Adakah makna yang lebih penting dari tahun baru kecuali kenyataan bahwa kita semakin tua dan terus saja menua? Kenanglah tahun baru 10 tahun yang lalu. Kemudian bayangkan tahun baru 10 tahun yang akan datang. Waktu sungguh tak bisa dibendung. Jangankan membuat kita serasa awet muda, menahan laju perjalanannya sendiri pun waktu tak bisa.
Itulah yang membuat tahun baru, seperti juga ulang tahun kelahiran, sering dianggap tak lebih dari pergantian angka dan susunan hari, sehingga bagi sebagian besar kita, tak perlulah urusan semacam ini dipikirkan rumit-rumit. Nikmati saja dengan pesta.
Maka, tahun baru selalu berlangsung tanpa kesan. Siklus per 365 hari itu akhirnya benar-benar terlewat begitu saja. Kenangan pergantian tahun tak bergeser dari rasa kantuk setelah begadang semalaman, hiruk malam yang pikuk di seluruh penjuru bumi, juga dendang lagu riang dan dansa tua-muda.
Di tengah bebunyian terompet tak berirama dan teriakan anak-anak kecil yang girang menyaksikan langit penuh cahaya dari kembang api saling silang, kita tak kunjung menemukan cara yang lebih baik merayakan tahun baru. Seperti halnya “esok” sering kita sambut tanpa persiapan, “kemarin” pun kerap kita tinggalkan begitu saja.

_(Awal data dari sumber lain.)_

use anyhow::Result;
use async_trait::async_trait;
use std::collections::BTreeSet;

use crate::persist::{RulesRecord, VoteRecord};
use crate::types::*;
use crate::vote::Vote;

/// Persistence for governed entities ("masks") and their open votes.
///
/// Each action variant maps onto one mutation here. The orchestrator only
/// touches state through this trait.
#[async_trait]
pub trait MaskStore: Send + Sync {
    // ── Membership ──

    async fn members(&self, entity: EntityId) -> Result<BTreeSet<UserId>>;
    async fn add_member(&self, entity: EntityId, user: UserId) -> Result<()>;
    async fn remove_member(&self, entity: EntityId, user: UserId) -> Result<()>;

    // ── Entity attributes ──

    async fn add_server(&self, entity: EntityId, server: ServerId) -> Result<()>;
    async fn set_attribute(&self, entity: EntityId, field: &str, value: &str) -> Result<()>;

    // ── Rules ──

    async fn save_rules(&self, entity: EntityId, rules: &RulesRecord) -> Result<()>;
    async fn load_rules(&self, entity: EntityId) -> Result<Option<RulesRecord>>;

    // ── Votes (keyed by presenting message) ──

    async fn save_vote(&self, message_id: MessageId, vote: &VoteRecord) -> Result<()>;
    async fn load_vote(&self, message_id: MessageId) -> Result<Option<VoteRecord>>;

    /// Delete a vote. Returns false if it was already gone.
    async fn delete_vote(&self, message_id: MessageId) -> Result<bool>;
}

/// Shows votes to voters.
#[async_trait]
pub trait VotePresenter: Send + Sync {
    /// Render an open vote. The returned message id keys the vote from then on.
    async fn present(&self, channel: ChannelId, vote: &Vote) -> Result<MessageId>;

    /// A vote was decided. Default: nothing to update.
    async fn closed(&self, _message_id: MessageId, _approved: bool) -> Result<()> {
        Ok(())
    }
}
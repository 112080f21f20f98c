//! Versioned persisted records
//!
//! Votes and rules are stored as JSON documents. Each record carries a
//! `schema_version`; the version is read first so an unknown one is reported
//! as such rather than as whatever field happened to fail.

use serde::{Deserialize, Serialize};
use std::collections::BTreeSet;

use crate::action::Action;
use crate::error::PersistError;
use crate::rules::{Rules, RulesKind};
use crate::types::*;
use crate::vote::Vote;

pub const VOTE_SCHEMA_VERSION: u32 = 1;
pub const RULES_SCHEMA_VERSION: u32 = 1;

#[derive(Deserialize)]
struct VersionHeader {
    schema_version: u32,
}

fn check_version(json: &str, record: &'static str, expected: u32) -> Result<(), PersistError> {
    let header: VersionHeader = serde_json::from_str(json)?;
    if header.schema_version != expected {
        return Err(PersistError::UnsupportedVersion {
            record,
            found: header.schema_version,
            expected,
        });
    }
    Ok(())
}

// ─── Votes ────────────────────────────────────────────────────

/// A suspended vote at rest.
#[derive(Clone, Debug, PartialEq, Eq, Serialize, Deserialize)]
pub struct VoteRecord {
    pub schema_version: u32,
    pub variant_tag: VoteKind,
    pub action: Action,
    pub program: Vec<Instr>,
    pub program_counter: Addr,
    pub operand_stack: Vec<Value>,
    pub context: Context,
    pub eligible: Eligibility,
    pub yes: BTreeSet<UserId>,
    pub no: BTreeSet<UserId>,
    pub program_version: String,
    pub opened_at: Timestamp,
}

impl From<&Vote> for VoteRecord {
    fn from(vote: &Vote) -> Self {
        Self {
            schema_version: VOTE_SCHEMA_VERSION,
            variant_tag: vote.kind,
            action: vote.action.clone(),
            program: vote.state.program.clone(),
            program_counter: vote.state.pc,
            operand_stack: vote.state.stack.clone(),
            context: vote.context.clone(),
            eligible: vote.eligible.clone(),
            yes: vote.yes.clone(),
            no: vote.no.clone(),
            program_version: vote.program_version.clone(),
            opened_at: vote.opened_at,
        }
    }
}

impl VoteRecord {
    pub fn to_json(&self) -> Result<String, PersistError> {
        Ok(serde_json::to_string(self)?)
    }

    pub fn from_json(json: &str) -> Result<Self, PersistError> {
        check_version(json, "vote", VOTE_SCHEMA_VERSION)?;
        Ok(serde_json::from_str(json)?)
    }

    /// Rebuild the live vote, rejecting records that break its invariants.
    pub fn into_vote(self) -> Result<Vote, PersistError> {
        if self.schema_version != VOTE_SCHEMA_VERSION {
            return Err(PersistError::UnsupportedVersion {
                record: "vote",
                found: self.schema_version,
                expected: VOTE_SCHEMA_VERSION,
            });
        }
        if self.program_counter as usize > self.program.len() {
            return Err(PersistError::Invalid {
                record: "vote",
                message: format!(
                    "program counter {} past end of {}-instruction program",
                    self.program_counter,
                    self.program.len()
                ),
            });
        }
        if let Some(voter) = self.yes.intersection(&self.no).next() {
            return Err(PersistError::Invalid {
                record: "vote",
                message: format!("voter {voter} is in both yes and no"),
            });
        }

        Ok(Vote {
            kind: self.variant_tag,
            action: self.action,
            state: ProgramState {
                program: self.program,
                pc: self.program_counter,
                stack: self.operand_stack,
            },
            context: self.context,
            eligible: self.eligible,
            yes: self.yes,
            no: self.no,
            program_version: self.program_version,
            opened_at: self.opened_at,
        })
    }
}

// ─── Rules ────────────────────────────────────────────────────

/// Rules at rest. Bytecode is derived and not stored.
#[derive(Clone, Debug, PartialEq, Eq, Serialize, Deserialize)]
pub struct RulesRecord {
    pub schema_version: u32,
    pub variant_tag: RulesKind,
    pub named: Vec<UserId>,
    #[serde(default, skip_serializing_if = "Option::is_none")]
    pub source: Option<String>,
}

impl From<&Rules> for RulesRecord {
    fn from(rules: &Rules) -> Self {
        let source = match rules {
            Rules::Custom { source, .. } => Some(source.clone()),
            Rules::Dictator { .. } | Rules::Majority { .. } => None,
        };
        Self {
            schema_version: RULES_SCHEMA_VERSION,
            variant_tag: rules.kind(),
            named: rules.named().to_vec(),
            source,
        }
    }
}

impl RulesRecord {
    pub fn to_json(&self) -> Result<String, PersistError> {
        Ok(serde_json::to_string(self)?)
    }

    pub fn from_json(json: &str) -> Result<Self, PersistError> {
        check_version(json, "rules", RULES_SCHEMA_VERSION)?;
        Ok(serde_json::from_str(json)?)
    }

    pub fn into_rules(self) -> Result<Rules, PersistError> {
        if self.schema_version != RULES_SCHEMA_VERSION {
            return Err(PersistError::UnsupportedVersion {
                record: "rules",
                found: self.schema_version,
                expected: RULES_SCHEMA_VERSION,
            });
        }
        let named = self.named;
        match (self.variant_tag, self.source) {
            (RulesKind::Dictator, _) => Ok(Rules::Dictator { named }),
            (RulesKind::Majority, _) => Ok(Rules::Majority { named }),
            (RulesKind::Custom, Some(source)) => Ok(Rules::Custom { named, source }),
            (RulesKind::Custom, None) => Err(PersistError::Invalid {
                record: "rules",
                message: "custom rules without source".into(),
            }),
        }
    }
}
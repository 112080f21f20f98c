//! End-to-end majority vote against the in-memory store.

use anyhow::Result;
use std::sync::Arc;
use tracing::info;
use uuid::Uuid;

use gesp_core::{
    Action, ActionBody, Ballot, BallotOutcome, GespConfig, Governor, MaskStore, MemoryStore,
    RecordingPresenter, Resolution, Rules,
};

const CANDIDATE: u64 = 1_000;

pub async fn run(config: GespConfig, members: u64, yes: u64) -> Result<()> {
    let entity = Uuid::now_v7();
    let store = Arc::new(MemoryStore::new().with_members(entity, 1..=members));
    let gov = Governor::new(store.clone(), Arc::new(RecordingPresenter::new()), config);
    gov.install_rules(entity, Rules::Majority { named: vec![] })
        .await?;
    info!(entity = %entity, members, "Simulating majority vote");

    let action = Action::new(entity, ActionBody::Join { candidate: CANDIDATE });
    println!("initiate: {action}");
    let message_id = match gov.initiate(entity, 1, 0, action).await? {
        Resolution::Pending { message_id } => message_id,
        other => {
            println!("resolved without a vote: {other:?}");
            return Ok(());
        }
    };
    println!("vote opened as message {message_id}");

    for voter in 1..=yes.min(members) {
        let outcome = gov.record_ballot(message_id, voter, Ballot::Yes).await?;
        println!("ballot yes from {voter}: {outcome:?}");
        if let BallotOutcome::Ack {
            resolution: Some(_),
            ..
        } = outcome
        {
            break;
        }
    }

    let after = store.members(entity).await?;
    println!(
        "candidate {CANDIDATE} is {}a member",
        if after.contains(&CANDIDATE) { "" } else { "not " }
    );
    Ok(())
}
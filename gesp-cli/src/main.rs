//! gesp - governance rule tool
//!
//! Usage: gesp <command>
//!
//! Reads config from GESP_CONFIG (or config/gesp.yaml), with
//! GESP_MAX_STEPS and GESP_MAX_SOURCE_LEN overrides.

use anyhow::{Context as _, Result};
use clap::{Parser, Subcommand};
use gesp_core::{compile_source, Context, GespConfig, Outcome, Vm};

mod simulate;

#[derive(Parser)]
#[command(name = "gesp")]
#[command(about = "Compile, run and simulate gesp governance rules")]
struct Cli {
    #[command(subcommand)]
    command: Command,
}

#[derive(Subcommand)]
enum Command {
    /// Parse and type-check a program, printing its type
    Check { source: String },

    /// Print a program's bytecode and fingerprint as JSON
    Compile { source: String },

    /// Run a program against a hand-built context
    Eval {
        source: String,
        #[arg(long, default_value = "1")]
        initiator: u64,
        #[arg(long, default_value = "0")]
        channel: u64,
        /// Comma-separated named users
        #[arg(long, value_delimiter = ',')]
        named: Vec<u64>,
        /// Comma-separated members
        #[arg(long, value_delimiter = ',')]
        members: Vec<u64>,
        #[arg(long)]
        candidate: Option<u64>,
        /// Value of (answer)
        #[arg(long)]
        answer: Option<bool>,
    },

    /// Run a majority vote end to end against the in-memory store
    Simulate {
        #[arg(long, default_value = "5")]
        members: u64,
        /// How many members vote yes, in order
        #[arg(long, default_value = "3")]
        yes: u64,
    },
}

#[tokio::main]
async fn main() -> Result<()> {
    tracing_subscriber::fmt()
        .with_env_filter(
            tracing_subscriber::EnvFilter::try_from_default_env()
                .unwrap_or_else(|_| "info,gesp_core=debug".into()),
        )
        .init();

    let cli = Cli::parse();
    let config = GespConfig::from_env()?;

    match cli.command {
        Command::Check { source } => {
            let program = compile_source(&source, config.max_source_len)?;
            println!("{}", program.result_type);
        }
        Command::Compile { source } => {
            let program = compile_source(&source, config.max_source_len)?;
            println!("{}", serde_json::to_string_pretty(&program)?);
        }
        Command::Eval {
            source,
            initiator,
            channel,
            named,
            members,
            candidate,
            answer,
        } => {
            let program = compile_source(&source, config.max_source_len)?;
            let mut context = Context::new(initiator, channel)
                .with_named(named)
                .with_members(members)
                .with_candidate(candidate);
            context.answer = answer;

            match Vm::new(config.max_steps).evaluate(&program.program, context)? {
                Outcome::Done(value) => println!("{value}"),
                Outcome::Suspended(suspension) => println!(
                    "{}",
                    serde_json::to_string_pretty(&suspension)
                        .context("Failed to render suspension")?
                ),
            }
        }
        Command::Simulate { members, yes } => simulate::run(config, members, yes).await?,
    }

    Ok(())
}
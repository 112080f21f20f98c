//! Open votes
//!
//! A [`Vote`] is the live side of a suspension: the paused program plus the
//! ballots cast so far. Each [`VoteKind`] has its own decision rule.

use serde::{Deserialize, Serialize};
use std::collections::BTreeSet;

use crate::action::Action;
use crate::types::*;
use crate::vm::Suspension;

/// Whether a ballot changed the tally.
#[derive(Clone, Copy, Debug, PartialEq, Eq, Serialize, Deserialize)]
#[serde(rename_all = "snake_case")]
pub enum BallotEffect {
    Recorded,
    Unchanged,
}

#[derive(Clone, Debug, PartialEq, Eq, Serialize, Deserialize)]
pub struct Vote {
    pub kind: VoteKind,
    pub action: Action,
    pub state: ProgramState,
    pub context: Context,
    pub eligible: Eligibility,
    pub yes: BTreeSet<UserId>,
    pub no: BTreeSet<UserId>,
    /// Bytecode version of the program that opened the vote.
    pub program_version: String,
    pub opened_at: Timestamp,
}

impl Vote {
    pub fn open(action: Action, suspension: Suspension, program_version: String) -> Self {
        Self {
            kind: suspension.kind,
            action,
            state: suspension.state,
            context: suspension.context,
            eligible: suspension.eligibility,
            yes: BTreeSet::new(),
            no: BTreeSet::new(),
            program_version,
            opened_at: now_ms(),
        }
    }

    /// Split back into the action and the paused program.
    pub fn into_parts(self) -> (Action, Suspension) {
        (
            self.action,
            Suspension {
                kind: self.kind,
                eligibility: self.eligible,
                state: self.state,
                context: self.context,
            },
        )
    }

    /// `members` is only consulted for count-based eligibility.
    pub fn is_eligible(&self, voter: UserId, members: &BTreeSet<UserId>) -> bool {
        match &self.eligible {
            Eligibility::Voters(voters) => voters.contains(&voter),
            Eligibility::Count(_) => members.contains(&voter),
        }
    }

    /// Record a ballot. A voter is in at most one of yes/no; abstaining
    /// withdraws an earlier ballot.
    pub fn record(&mut self, voter: UserId, ballot: Ballot) -> BallotEffect {
        let changed = match ballot {
            Ballot::Yes => {
                let moved = self.no.remove(&voter);
                self.yes.insert(voter) || moved
            }
            Ballot::No => {
                let moved = self.yes.remove(&voter);
                self.no.insert(voter) || moved
            }
            Ballot::Abstain => self.yes.remove(&voter) | self.no.remove(&voter),
        };
        if changed {
            BallotEffect::Recorded
        } else {
            BallotEffect::Unchanged
        }
    }

    /// The outcome, once the tally decides it.
    pub fn decision(&self) -> Option<bool> {
        match self.kind {
            VoteKind::Confirm => {
                if !self.yes.is_empty() {
                    Some(true)
                } else if !self.no.is_empty() {
                    Some(false)
                } else {
                    None
                }
            }
            VoteKind::Approval => (self.yes.len() >= self.required()).then_some(true),
            VoteKind::Consensus => {
                let everyone = match &self.eligible {
                    Eligibility::Voters(voters) => voters
                        .iter()
                        .all(|v| self.yes.contains(v) || self.no.contains(v)),
                    Eligibility::Count(n) => self.yes.len() + self.no.len() >= *n as usize,
                };
                everyone.then(|| self.no.is_empty())
            }
        }
    }

    /// Yes ballots needed for an approval.
    pub fn required(&self) -> usize {
        match &self.eligible {
            Eligibility::Voters(voters) => voters.len(),
            Eligibility::Count(n) => *n as usize,
        }
    }
}
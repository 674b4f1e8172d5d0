//! Game end and winner detection

use crate::board::{Board, Side};

use super::moves::has_legal_move;

/// Neither side can place a disc.
pub fn is_game_over(board: &Board) -> bool {
    !has_legal_move(board, Side::Black) && !has_legal_move(board, Side::White)
}

/// Side with more discs once the game is over.
///
/// `None` while the game is still in progress or on a draw.
pub fn winner(board: &Board) -> Option<Side> {
    if !is_game_over(board) {
        return None;
    }

    let black = board.count(Side::Black);
    let white = board.count(Side::White);
    match black.cmp(&white) {
        std::cmp::Ordering::Greater => Some(Side::Black),
        std::cmp::Ordering::Less => Some(Side::White),
        std::cmp::Ordering::Equal => None,
    }
}
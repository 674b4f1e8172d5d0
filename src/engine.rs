//! Move selection
//!
//! The engine walks the legal moves in the order the board produces them:
//!
//! 1. **Corner**: a corner move is played at once, corners can never be
//!    flipped back.
//! 2. **Forced pass**: a move that leaves the opponent without a reply is
//!    played at once.
//! 3. **Alpha-beta**: every other candidate is scored by searching
//!    `search_depth` plies below it; the first strictly best score wins.
//!
//! After the decision, a chosen corner secures that corner in the engine's
//! weight table, which stays rewritten for the rest of the game.
//!
//! # Example
//!
//! ```
//! use othello::{AIEngine, Board, EngineConfig, Side};
//!
//! let config = EngineConfig::new().with_depth(2);
//! let mut engine = AIEngine::with_config(&config).unwrap();
//!
//! let result = engine.choose_move(&Board::new(), Side::Black).unwrap();
//! println!("Best move: {}", result.best_move);
//! println!("Search type: {:?}", result.search_type);
//! ```

use std::time::Instant;

use tracing::{debug, info, trace};

use crate::board::{Move, Side};
use crate::config::EngineConfig;
use crate::error::{ConfigError, EngineError, EngineResult};
use crate::eval::{evaluate, WeightTable};
use crate::rules::Position;
use crate::search::{SearchStats, Searcher};

/// Which rule produced the move.
#[derive(Debug, Clone, Copy, PartialEq, Eq)]
pub enum SearchType {
    /// Took an available corner
    Corner,
    /// Left the opponent with no legal reply
    ForcedPass,
    /// Best score from alpha-beta search
    AlphaBeta,
}

/// Result of a move search with detailed statistics.
#[derive(Debug, Clone)]
pub struct MoveResult {
    /// Move to play
    pub best_move: Move,
    /// Search score for alpha-beta moves; static evaluation of the
    /// resulting board for the fast paths
    pub score: i32,
    /// Type of search that found this move
    pub search_type: SearchType,
    /// Time taken in milliseconds
    pub time_ms: u64,
    /// Node, leaf, cutoff and pass counts of the alpha-beta searches
    pub stats: SearchStats,
}

/// Move selector for one game.
///
/// Owns its weight table, so engines never share corner corrections.
#[derive(Debug, Clone)]
pub struct AIEngine {
    config: EngineConfig,
    weights: WeightTable,
}

impl AIEngine {
    /// Create an engine with default settings (depth 6, default weights).
    #[must_use]
    pub fn new() -> Self {
        let config = EngineConfig::default();
        Self {
            weights: config.weight_table(),
            config,
        }
    }

    /// Create an engine from a validated configuration.
    pub fn with_config(config: &EngineConfig) -> Result<Self, ConfigError> {
        config.validate()?;
        Ok(Self {
            weights: config.weight_table(),
            config: config.clone(),
        })
    }

    /// Get the best move for `side`.
    ///
    /// Convenience wrapper around [`AIEngine::choose_move`].
    pub fn get_move<P: Position>(&mut self, board: &P, side: Side) -> EngineResult<Move> {
        self.choose_move(board, side).map(|result| result.best_move)
    }

    /// Choose a move for `side` and report how it was found.
    ///
    /// # Errors
    ///
    /// - [`EngineError::NoLegalMoves`] if `side` has to pass; the caller
    ///   must only ask for a move when one exists.
    /// - [`EngineError::Game`] if the board rejects a move it listed as legal.
    pub fn choose_move<P: Position>(&mut self, board: &P, side: Side) -> EngineResult<MoveResult> {
        let start = Instant::now();

        let moves = board.legal_moves(side);
        let Some(&first) = moves.first() else {
            return Err(EngineError::NoLegalMoves { side });
        };

        let opponent = side.other();
        let depth = self.config.search_depth;

        let result = {
            let mut searcher = Searcher::new(side, &self.weights);
            let mut best_move = first;
            let mut best_score = i32::MIN;
            let mut fast_path = None;

            for &mv in &moves {
                if mv.is_corner() {
                    let child = board.apply_move(side, mv)?;
                    fast_path = Some((mv, evaluate(&child, side, &self.weights), SearchType::Corner));
                    break;
                }

                let child = board.apply_move(side, mv)?;
                if !child.has_legal_move(opponent) {
                    fast_path = Some((
                        mv,
                        evaluate(&child, side, &self.weights),
                        SearchType::ForcedPass,
                    ));
                    break;
                }

                let score = searcher.search(&child, opponent, depth, best_score, i32::MAX)?;
                trace!(%side, candidate = %mv, score, "candidate searched");
                if score > best_score {
                    best_score = score;
                    best_move = mv;
                }
            }

            let (best_move, score, search_type) =
                fast_path.unwrap_or((best_move, best_score, SearchType::AlphaBeta));
            MoveResult {
                best_move,
                score,
                search_type,
                time_ms: u64::try_from(start.elapsed().as_millis()).unwrap_or(u64::MAX),
                stats: *searcher.stats(),
            }
        };

        if result.best_move.is_corner() && self.weights.secure_corner(result.best_move) {
            info!(%side, corner = %result.best_move, "corner secured, neighbouring weights raised");
        }

        debug!(
            %side,
            best_move = %result.best_move,
            score = result.score,
            search_type = ?result.search_type,
            nodes = result.stats.nodes,
            cutoffs = result.stats.cutoffs,
            time_ms = result.time_ms,
            candidates = moves.len(),
            "move chosen"
        );

        Ok(result)
    }

    /// Restore the configured weight table for a new game.
    pub fn new_game(&mut self) {
        self.weights = self.config.weight_table();
    }

    /// Get the current search depth.
    #[must_use]
    pub fn search_depth(&self) -> u8 {
        self.config.search_depth
    }

    /// Current weight table, corner corrections included.
    #[must_use]
    pub fn weights(&self) -> &WeightTable {
        &self.weights
    }
}

impl Default for AIEngine {
    fn default() -> Self {
        Self::new()
    }
}
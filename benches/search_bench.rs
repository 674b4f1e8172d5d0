use criterion::{black_box, criterion_group, criterion_main, Criterion};
use othello::{AIEngine, Board, EngineConfig, Searcher, Side, WeightTable};

fn search_benchmark(c: &mut Criterion) {
    let board = Board::new();
    let weights = WeightTable::default();

    for depth in [4u8, 6] {
        c.bench_function(&format!("alphabeta_depth_{depth}"), |b| {
            b.iter(|| {
                let mut searcher = Searcher::new(Side::Black, &weights);
                black_box(searcher.search(
                    black_box(&board),
                    Side::Black,
                    depth,
                    i32::MIN,
                    i32::MAX,
                ))
            })
        });
    }

    c.bench_function("minimax_depth_4", |b| {
        b.iter(|| {
            let mut searcher = Searcher::new(Side::Black, &weights);
            black_box(searcher.minimax(black_box(&board), Side::Black, 4))
        })
    });
}

fn choose_move_benchmark(c: &mut Criterion) {
    let config = EngineConfig::default();

    c.bench_function("choose_move_opening", |b| {
        b.iter(|| {
            let mut engine = AIEngine::with_config(&config).unwrap();
            black_box(engine.choose_move(black_box(&Board::new()), Side::Black))
        })
    });
}

criterion_group!(benches, search_benchmark, choose_move_benchmark);
criterion_main!(benches);
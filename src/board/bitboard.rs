//! Single-word bitboard for one side's discs

use super::Move;

/// One bit per square, bit index = `row * 8 + col`
#[derive(Debug, Clone, Copy, PartialEq, Eq, Hash, Default)]
pub struct Bitboard {
    bits: u64,
}

impl Bitboard {
    /// Create empty bitboard
    pub const fn new() -> Self {
        Self { bits: 0 }
    }

    pub const fn from_bits(bits: u64) -> Self {
        Self { bits }
    }

    #[inline]
    pub fn bits(&self) -> u64 {
        self.bits
    }

    /// Set a bit at position
    #[inline]
    pub fn set(&mut self, mv: Move) {
        self.bits |= mv.bit();
    }

    /// Clear a bit at position
    #[inline]
    pub fn clear(&mut self, mv: Move) {
        self.bits &= !mv.bit();
    }

    /// Check if bit is set at position
    #[inline]
    pub fn get(&self, mv: Move) -> bool {
        self.bits & mv.bit() != 0
    }

    /// Count total set bits (popcount)
    #[inline]
    pub fn count(&self) -> u32 {
        self.bits.count_ones()
    }
}
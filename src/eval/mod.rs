//! Evaluation module for Othello positions
//!
//! A single positional term: the weight table decides how much each
//! occupied square is worth to its owner.

pub mod heuristic;
pub mod weights;

pub use heuristic::evaluate;
pub use weights::{SecuredWeight, WeightTable, DEFAULT_WEIGHTS};
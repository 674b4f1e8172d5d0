//! Search module for the Othello AI
//!
//! Contains:
//! - Alpha-beta minimax over a fixed number of plies
//! - Full-width minimax used as a reference in tests and benchmarks

pub mod alphabeta;

pub use alphabeta::{SearchStats, Searcher};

Kalaulah “esok” bisa dibeli, kita tentu tak perlu terompet, apalagi pesta. Tak perlu juga refleksi atau evaluasi, sebab kita bisa memilih hendak menjalani esok dengan jenis nasib seperti apa. Masalahnya, andaipun ada pedagang menjajakan esok, dengan macam-macam pilihan itu, apa kita mau membelanjakan segenap harta untuk membelinya?